Core Principles For Safety Policies

When implementing safety policies, consider these important elements:
  • Policy Types: Choose between blocking, anonymizing, or raising exceptions based on your needs
  • Detection Methods: Use keyword-based detection for speed or LLM-based detection for accuracy
  • Input vs Output: Apply user_policy to filter incoming requests and agent_policy to filter outgoing responses
  • Language Support: Policies can detect and respond in multiple languages automatically
  • Confidence Thresholds: Policies use confidence scores to determine when to take action

Understanding Policy Actions

Blocking Policies: Completely prevent content from being processed and return a block message Anonymization Policies: Replace sensitive information with safe alternatives while preserving context Exception Policies: Raise exceptions that stop execution when inappropriate content is detected

Policy Types and Use Cases

Blocking Policies

  • CryptoBlockPolicy: Essential for banks and financial institutions to comply with anti-money laundering (AML) and Know Your Customer (KYC) regulations
  • AdultContentBlockPolicy: Required for professional banking environments and customer-facing applications
  • SensitiveSocialBlockPolicy: Critical for maintaining professional communication standards in financial services

Anonymization Policies

  • AnonymizePhoneNumbersPolicy: Protects customer PII (Personally Identifiable Information) by replacing phone numbers with safe alternatives
  • AnonymizePhoneNumbersPolicy_LLM_Finder: Uses AI for more accurate detection of phone numbers and other sensitive data in customer communications

Exception Policies

  • CryptoRaiseExceptionPolicy: Raises exceptions for compliance logging and regulatory reporting when crypto-related content is detected
  • AdultContentRaiseExceptionPolicy: Stops execution and logs incidents for audit trails in professional banking environments

Let’s Create a Banking Assistant with Compliance Controls

In this example, we’ll create a banking assistant that enforces financial regulations and protects sensitive customer information.
# Upsonic Docs: Add a Safety Engine
# https://docs.upsonic.ai/guides/3-add-a-safety-engine

# Imports
from upsonic import Agent, Task
from upsonic.safety_engine import CryptoBlockPolicy, AnonymizePhoneNumbersPolicy, SensitiveSocialBlockPolicy

# Banking Assistant with Multiple Safety Policies
banking_assistant = Agent(
    name="Banking Assistant V1",
    role="Certified banking assistant providing financial guidance",
    goal="Help customers with banking services while maintaining regulatory compliance and data protection",
    instructions="""
    You are a banking assistant.
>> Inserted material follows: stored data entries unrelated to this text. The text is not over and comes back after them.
//! Snapshot scrubbing: apply a [`ScrubPreset`] to every message in place.

use std::path::Path;

use rusqlite::types::ValueRef;
use rusqlite::{Connection, Row, params};
use serde::{Deserialize, Serialize};
use serde_json::Value;

use crate::preset::ScrubConfig;
use crate::secrets::scan_for_secrets;
use crate::snapshot::{Snapshot, count_rows, table_exists};
use crate::structure::{canonical_json, scrub_structure};
use crate::{ScrubPreset, ShareError, ShareResult};

/// Summary of scrub operations performed on a snapshot.
#[derive(Debug, Clone, PartialEq, Eq, Serialize, Deserialize)]
pub struct ScrubSummary {
    pub preset: String,
    /// Reserved for agent pseudonymization; currently the preset name.
    pub pseudonym_salt: String,
    pub agents_total: i64,
    /// Always zero: agent names are never rewritten.
    pub agents_pseudonymized: i64,
    pub ack_flags_cleared: i64,
    pub recipients_cleared: i64,
    pub file_reservations_removed: i64,
    pub agent_links_removed: i64,
    pub secrets_replaced: i64,
    pub attachments_sanitized: i64,
    pub bodies_redacted: i64,
    pub attachments_cleared: i64,
}

impl ScrubSummary {
    fn new(preset: ScrubPreset, agents_total: i64) -> Self {
        Self {
            preset: preset.as_str().to_string(),
            pseudonym_salt: preset.as_str().to_string(),
            agents_total,
            agents_pseudonymized: 0,
            ack_flags_cleared: 0,
            recipients_cleared: 0,
            file_reservations_removed: 0,
            agent_links_removed: 0,
            secrets_replaced: 0,
            attachments_sanitized: 0,
            bodies_redacted: 0,
            attachments_cleared: 0,
        }
    }

    /// Replacements and removals made by the pass.
    ///
    /// The ack and recipient resets are left out: they count every row they
    /// visit, so a repeated pass reports them again.
    #[must_use]
    pub const fn content_changes(&self) -> i64 {
        self.file_reservations_removed
            + self.agent_links_removed
            + self.secrets_replaced
            + self.attachments_sanitized
            + self.bodies_redacted
            + self.attachments_cleared
    }
}

/// Apply scrub operations to a snapshot database according to the given preset.
///
/// Operates in-place on the provided snapshot file.
///
/// # Errors
///
/// - [`ShareError::SnapshotNotFound`] if the file does not exist.
/// - [`ShareError::Sqlite`] on any SQLite error.
pub fn scrub_snapshot(snapshot_path: &Path, preset: ScrubPreset) -> ShareResult<ScrubSummary> {
    Snapshot::open(snapshot_path)?.scrub(preset)
}

impl Snapshot {
    /// Run one scrub pass. Every change commits together or not at all.
    pub fn scrub(&mut self, preset: ScrubPreset) -> ShareResult<ScrubSummary> {
        let cfg = preset.config();
        let tx = self.begin()?;

        let mut summary = ScrubSummary::new(preset, count_rows(&tx, "agents")?);

        if cfg.clear_ack_state {
            summary.ack_flags_cleared = exec_count(&tx, "UPDATE messages SET ack_required = 0")?;
        }
        if cfg.clear_recipients {
            summary.recipients_cleared = exec_count(
                &tx,
                "UPDATE message_recipients SET read_ts = NULL, ack_ts = NULL",
            )?;
        }
        if cfg.clear_file_reservations && table_exists(&tx, "file_reservations")? {
            summary.file_reservations_removed = exec_count(&tx, "DELETE FROM file_reservations")?;
        }
        if cfg.clear_agent_links && table_exists(&tx, "agent_links")? {
            summary.agent_links_removed = exec_count(&tx, "DELETE FROM agent_links")?;
        }
        tracing::debug!(
            ack_flags = summary.ack_flags_cleared,
            recipients = summary.recipients_cleared,
            file_reservations = summary.file_reservations_removed,
            agent_links = summary.agent_links_removed,
            "cleared ephemeral state"
        );

        scrub_messages(&tx, cfg, &mut summary)?;

        tx.commit()
            .map_err(|e| ShareError::sqlite("COMMIT failed", &e))?;

        tracing::info!(
            preset = %preset,
            secrets = summary.secrets_replaced,
            attachments = summary.attachments_sanitized,
            bodies = summary.bodies_redacted,
            "scrubbed snapshot"
        );
        Ok(summary)
    }
}

fn exec_count(conn: &Connection, sql: &str) -> ShareResult<i64> {
    let affected = conn
        .execute(sql, [])
        .map_err(|e| ShareError::sqlite(sql, &e))?;
    Ok(i64::try_from(affected).unwrap_or(i64::MAX))
}

/// A text column as stored. SQLite does not enforce declared types, so a
/// column may hold a blob, a number or bytes that are not UTF-8.
#[derive(Debug, PartialEq, Eq)]
enum StoredText {
    Text(String),
    Null,
    Unreadable(&'static str),
}

impl StoredText {
    fn read(row: &Row<'_>, idx: usize) -> rusqlite::Result<Self> {
        Ok(match row.get_ref(idx)? {
            ValueRef::Text(bytes) => match std::str::from_utf8(bytes) {
                Ok(text) => Self::Text(text.to_owned()),
                Err(_) => Self::Unreadable("invalid UTF-8 text"),
            },
            ValueRef::Null => Self::Null,
            ValueRef::Blob(_) => Self::Unreadable("blob"),
            ValueRef::Integer(_) => Self::Unreadable("integer"),
            ValueRef::Real(_) => Self::Unreadable("real"),
        })
    }

    fn as_text(&self) -> Option<&str> {
        match self {
            Self::Text(text) => Some(text),
            Self::Null | Self::Unreadable(_) => None,
        }
    }
}

struct MessageRow {
    id: i64,
    subject: StoredText,
    body: StoredText,
    attachments: StoredText,
}

fn load_messages(conn: &Connection) -> ShareResult<Vec<MessageRow>> {
    let mut stmt = conn
        .prepare("SELECT id, subject, body_md, attachments FROM messages ORDER BY id")
        .map_err(|e| ShareError::sqlite("SELECT messages failed", &e))?;
    stmt.query_map([], |row| {
        Ok(MessageRow {
            id: row.get(0)?,
            subject: StoredText::read(row, 1)?,
            body: StoredText::read(row, 2)?,
            attachments: StoredText::read(row, 3)?,
        })
    })
    .and_then(Iterator::collect)
    .map_err(|e| ShareError::sqlite("SELECT messages failed", &e))
}

/// Scan one text column, or log and skip it when it holds no readable text.
fn scan_column(
    message_id: i64,
    column: &'static str,
    stored: &StoredText,
    summary: &mut ScrubSummary,
) -> Option<String> {
    match stored {
        StoredText::Text(text) => {
            let scan = scan_for_secrets(text);
            summary.secrets_replaced += scan.replacements;
            scan.changed().then_some(scan.text)
        }
        StoredText::Null => None,
        StoredText::Unreadable(kind) => {
            tracing::warn!(message_id, column, kind, "column is not text; left as stored");
            None
        }
    }
}

/// Decode a stored attachment list.
///
/// Returns the items and whether the stored value must be rewritten because it
/// was not a JSON array.
fn decode_attachments(message_id: i64, stored: &StoredText) -> (Vec<Value>, bool) {
    match stored {
        StoredText::Text(raw) => match serde_json::from_str::<Value>(raw) {
            Ok(Value::Array(items)) => (items, false),
            Ok(other) => {
                tracing::warn!(
                    message_id,
                    kind = json_kind(&other),
                    "attachments are not a JSON array; resetting to []"
                );
                (Vec::new(), true)
            }
            Err(err) => {
                tracing::warn!(message_id, error = %err, "malformed attachments JSON; resetting to []");
                (Vec::new(), true)
            }
        },
        StoredText::Null => {
            tracing::warn!(message_id, "attachments are NULL; resetting to []");
            (Vec::new(), true)
        }
        StoredText::Unreadable(kind) => {
            tracing::warn!(message_id, kind, "attachments are not text; resetting to []");
            (Vec::new(), true)
        }
    }
}

const fn json_kind(value: &Value) -> &'static str {
    match value {
        Value::Null => "null",
        Value::Bool(_) => "bool",
        Value::Number(_) => "number",
        Value::String(_) => "string",
        Value::Array(_) => "array",
        Value::Object(_) => "object",
    }
}

fn scrub_messages(
    conn: &Connection,
    cfg: &ScrubConfig,
    summary: &mut ScrubSummary,
) -> ShareResult<()> {
    // The archive preset never reads message content.
    if !cfg.scrub_secrets && !cfg.redact_body && !cfg.touches_attachments() {
        return Ok(());
    }

    let messages = load_messages(conn)?;
    let mut update = conn
        .prepare(
            "UPDATE messages SET subject = COALESCE(?1, subject), \
             body_md = COALESCE(?2, body_md), attachments = COALESCE(?3, attachments) \
             WHERE id = ?4",
        )
        .map_err(|e| ShareError::sqlite("prepare message update failed", &e))?;

    for msg in &messages {
        let mut subject = None;
        let mut body = None;

        if cfg.scrub_secrets {
            subject = scan_column(msg.id, "subject", &msg.subject, summary);
            body = scan_column(msg.id, "body_md", &msg.body, summary);
        }

        if cfg.redact_body {
            let placeholder = cfg.placeholder();
            if msg.body.as_text() == Some(placeholder) {
                body = None;
            } else {
                summary.bodies_redacted += 1;
                body = Some(placeholder.to_string());
            }
        }

        let mut attachments = None;
        if cfg.touches_attachments() {
            let (mut items, mut updated) =
                decode_attachments(msg.id, &msg.attachments);
            let mut activity = 0;

            if cfg.drop_attachments && !items.is_empty() {
                items.clear();
                summary.attachments_cleared += 1;
                updated = true;
            }

            if cfg.scrub_secrets && !items.is_empty() {
                let original = Value::Array(items);
                let scrubbed = scrub_structure(&original);
                activity = scrubbed.replacements + scrubbed.keys_removed;
                summary.secrets_replaced += scrubbed.replacements;
                if scrubbed.value != original {
                    updated = true;
                }
                items = match scrubbed.value {
                    Value::Array(arr) => arr,
                    _ => Vec::new(),
                };
            }

            if updated || activity > 0 {
                summary.attachments_sanitized += 1;
            }
            if updated {
                attachments = Some(canonical_json(&Value::Array(items)));
            }
        }

        if subject.is_none() && body.is_none() && attachments.is_none() {
            continue;
        }
        update
            .execute(params![subject, body, attachments, msg.id])
            .map_err(|e| ShareError::sqlite("UPDATE messages failed", &e))?;
        tracing::debug!(message_id = msg.id, "rewrote message content");
    }

    tracing::debug!(messages = messages.len(), "scanned messages");
    Ok(())
}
Provide information about traditional banking products 
    like savings accounts, checking accounts, loans, and investment products.
    Always comply with banking regulations and protect customer privacy.
    """,
    user_policy=CryptoBlockPolicy,  # Block cryptocurrency content per banking regulations
    agent_policy=AnonymizePhoneNumbersPolicy  # Protect customer phone numbers in responses
)

# Test Task with Crypto Content (Should be Blocked)
crypto_task = Task(
    description="I want to invest in Bitcoin and Ethereum through my bank account. Can you help me set up crypto trading?",
    response_format=str
)

# Test Task with Safe Banking Content (Should Pass)
safe_task = Task(
    description="I'm 25 years old and want to open a high-yield savings account. What are the best options available?",
    response_format=str
)

# Test Task with Sensitive Information (Should be Anonymized)
privacy_task = Task(
    description="My phone number is +1-555-123-4567. Can you help me update my contact information?",
    response_format=str
)

# Run the tasks
print("=== Testing Crypto Content (Should be Blocked) ===")
banking_assistant.print_do(crypto_task)

print("\n=== Testing Safe Banking Content (Should Pass) ===")
banking_assistant.print_do(safe_task)

print("\n=== Testing Privacy Protection (Should Anonymize) ===")
banking_assistant.print_do(privacy_task)

print("Crypto Task Result:", crypto_task.response)
print("Safe Task Result:", safe_task.response[:100] + "...")
print("Privacy Task Result:", privacy_task.response)

Creating Custom Safety Policies

You can build policies that integrate seamlessly with your AI agents.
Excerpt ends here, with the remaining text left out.